======== Source data

use std::path::{Component, Path, PathBuf};

use tether_core::Result;

/// Resolve a path with symlinks dereferenced. Non-existent suffixes are
/// normalized lexically onto the canonicalized deepest existing ancestor, so
/// `root/../etc/passwd` resolves to `/etc/passwd` whether or not the target
/// exists yet.
pub fn resolve(path: &Path) -> Result<PathBuf> {
    let mut current = path.to_path_buf();
    let mut suffix: Vec<std::ffi::OsString> = Vec::new();
    loop {
        match current.canonicalize() {
            Ok(resolved) => {
                let mut out = resolved;
                for comp in suffix.iter().rev() {
                    out.push(comp);
                }
                return Ok(normalize(&out));
            }
            Err(e) if e.kind() == std::io::ErrorKind::NotFound => {
                match (current.file_name(), current.parent()) {
                    (Some(name), Some(parent)) if !parent.as_os_str().is_empty() => {
                        suffix.push(name.to_os_string());
                        current = parent.to_path_buf();
                    }
                    _ => return Ok(normalize(path)),
                }
            }
            Err(e) => return Err(e.into()),
        }
    }
}

// Lexical `.`/`..` removal for the non-existent suffix; symlinks cannot hide
// in components that do not exist on disk.
fn normalize(path: &Path) -> PathBuf {
    let mut out = PathBuf::new();
    for comp in path.components() {
        match comp {
            Component::CurDir => {}
            Component::ParentDir => {
                out.pop();
            }
            other => out.push(other.as_os_str()),
        }
    }
    out
}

================

§ What to do
Word for word, repeat the records above.

§ Your solution
use std::path::{Component, Path, PathBuf};

use tether_core::Result;

/// Resolve a path with symlinks dereferenced. Non-existent suffixes are
/// normalized lexically onto the canonicalized deepest existing ancestor, so
/// `root/../etc/passwd` resolves to `/etc/passwd` whether or not the target
/// exists yet.
pub fn resolve(path: &Path) -> Result<PathBuf> {
    let mut current = path.to_path_buf();
    let mut suffix: Vec<std::ffi::OsString> = Vec::new();
    loop {
        match current.canonicalize() {
            Ok(resolved) => {
                let mut out = resolved;
                for comp in suffix.iter().rev() {
                    out.push(comp);
                }
                return Ok(normalize(&out));
            }
            Err(e) if e.kind() == std::io::ErrorKind::NotFound => {
                match (current.file_name(), current.parent()) {
                    (Some(name), Some(parent)) if !parent.as_os_str().is_empty() => {
                        suffix.push(name.to_os_string());
                        current = parent.to_path_buf();
                    }
                    _ => return Ok(normalize(path)),
                }
            }
            Err(e) => return Err(e.into()),
        }
    }
}

// Lexical `.`/`..` removal for the non-existent suffix; symlinks cannot hide
// in components that do not exist on disk.
fn normalize(path: &Path) -> PathBuf {
    let mut out = PathBuf::new();
    for comp in path.components() {
        match comp {
            Component::CurDir => {}
            Component::ParentDir => {
                out.pop();
            }
            other => out.push(other.as_os_str()),
        }
    }
    out
}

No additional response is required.